Joel was born on May 1, 1925 in Chicago, Illinois to Bato Paul Elias and Jesse Badal Elias. Both parents were Assyrian refugees from Iran who fled the genocide of 1914-18. Joel was named after his father’s brother Youel who was killed in the genocide at age 16. Joel grew up in an Assyrian-American community in Chicago so close knit that he entered school without speaking a word of English. He quickly advanced though, and graduated high school at the age of 16 having skipped two grades.
In 1942 he was drafted into the Navy. He served as a medical corpsman on the hospital ship the U.S.S. Rescue, which transported wounded soldiers from Okinawa to Guam. Writing years later of his experience in the head and neck injuries unit as a 19-year-old medic, Joel wrote, “before this, we had been excited …to ‘see some action.’ But I now saw the reality of war clearly for the first time, and I have carried it with me for the rest of my life. It is the most obscene form of human behavior that there is.”
When the war ended and Joel was discharged from the Navy he attended the University of Illinois on the GI Bill, receiving his B.S. in Zoology in 1949. He earned his MA, then his PhD., in Zoology from the University of California at Berkeley in 1958. Moving to Berkeley from Chicago was a breath of fresh air for him and he never stopped marveling at the weather in the Bay Area and how free he felt on arriving in his beloved Berkeley where a person could “skip down the street singing and no-one would care.” In 1958 he joined the Anatomy Department at the University of California Medical School at San Francisco where he was a professor for thirty-two years and conducted scientific research in breast cancer. He authored numerous papers for scientific journals on the mammary gland research he conducted. After he retired he continued as Professor Emeritus to volunteer, helping medical students in the laboratory at UCSF.

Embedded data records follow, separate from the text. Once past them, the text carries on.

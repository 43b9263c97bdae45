//! CLI integration tests: whole builds driven through the `cake` binary.

mod clean_tests;
mod common;
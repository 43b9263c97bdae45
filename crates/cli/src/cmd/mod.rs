mod build;
mod clean;
mod variants;

use std::path::{Path, PathBuf};
use std::sync::Arc;

use anyhow::{Context, Result};
use clap::Args;
use tokio::runtime::Runtime;

use cake_lib::configuration::Configuration;
use cake_lib::consts::DEFAULT_CONFIG_SCRIPT_NAME;
use cake_lib::engine::{Engine, EngineConfig};
use cake_lib::lua::LuaScriptLoader;

pub use build::{BuildOptions, cmd_build};
pub use clean::cmd_clean;
pub use variants::cmd_variants;

/// Script built when none is named on the command line.
pub const DEFAULT_SCRIPT: &str = "build.cake";

/// How a script's configuration is found.
#[derive(Args, Debug, Clone)]
pub struct ConfigArgs {
  /// Config script to use instead of searching for one
  #[arg(long, value_name = "PATH")]
  pub config: Option<PathBuf>,

  /// Config script name searched for upward from each script
  #[arg(long, value_name = "NAME", default_value = DEFAULT_CONFIG_SCRIPT_NAME)]
  pub config_name: String,
}

/// Start a runtime and an engine loading Lua scripts.
fn start_engine(config: EngineConfig) -> Result<(Runtime, Engine)> {
  let rt = Runtime::new().context("Failed to create async runtime")?;
  let engine = Engine::new(rt.handle().clone(), Arc::new(LuaScriptLoader::new()), config);
  Ok((rt, engine))
}

fn resolve_configuration(engine: &Engine, script: &Path, args: &ConfigArgs) -> Result<Configuration> {
  let configuration = match &args.config {
    Some(path) => engine.get_configuration(path)?,
    None => engine.find_configuration(script, &args.config_name)?,
  };
  Ok(configuration)
}

/// Configuration of `script` (or the default script) for commands that do
/// not build anything. The engine is returned so the configuration stays
/// usable.
fn configuration_for(script: Option<&str>, args: &ConfigArgs) -> Result<(Runtime, Engine, Configuration)> {
  let config = EngineConfig {
    config_script_name: args.config_name.clone(),
    ..EngineConfig::default()
  };
  let (rt, engine) = start_engine(config)?;
  let script = Path::new(script.unwrap_or(DEFAULT_SCRIPT));
  let configuration = resolve_configuration(&engine, script, args)?;
  Ok((rt, engine, configuration))
}
//! Implementation of the `cake variants` command.

use anyhow::Result;

use super::{ConfigArgs, configuration_for};
use crate::output::{OutputFormat, print_info, print_json, symbols};

/// List the variants registered by the configuration of `script`.
pub fn cmd_variants(script: Option<&str>, args: &ConfigArgs, format: OutputFormat) -> Result<()> {
  let (_rt, _engine, configuration) = configuration_for(script, args)?;
  let variants = configuration.variants();

  if format.is_json() {
    let keywords: Vec<_> = variants.iter().map(|v| v.keywords()).collect();
    return print_json(&keywords);
  }

  print_info(&format!(
    "{} variant(s) in {}",
    variants.len(),
    configuration.path().display()
  ));
  for variant in &variants {
    println!("  {} {}", symbols::ARROW, variant);
  }
  Ok(())
}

Joel, together with his wife JoAnne, spent many happy years at their second home in Jacksonville. They loved hanging out at The Good Bean, going to the Britt Festival and Oregon Shakespeare Festival and relaxing at their home on the site where gold was first discovered and where JoAnne’s grandfather, Augustus Mitchell, first settled in the 1920s and her parents lived for many years.
Joel was a loving and devoted husband and friend and was a model father to so many, demonstrating what a gentle, kind, good father can be by listening to young people respectfully, empathetically, compassionately, and without judgment. He was a born storyteller who loved to make his listeners laugh. A history and politics buff and expansive reader with an encyclopedic knowledge, Joel was always hopeful and positive and believed that the world is a beautiful place and that life is good. Having survived the Depression and World War II, he took nothing for granted and took delight in simple things like a perfectly ripe peach, a Rumi poem, or a robin nesting outside the window. He truly lived by the sentiment of one of his favorite authors, William Saroyan: “In the time of your life, live—so that in that wondrous time you shall not add to the misery and sorrow of the world, but shall smile to the infinite delight and mystery of it.”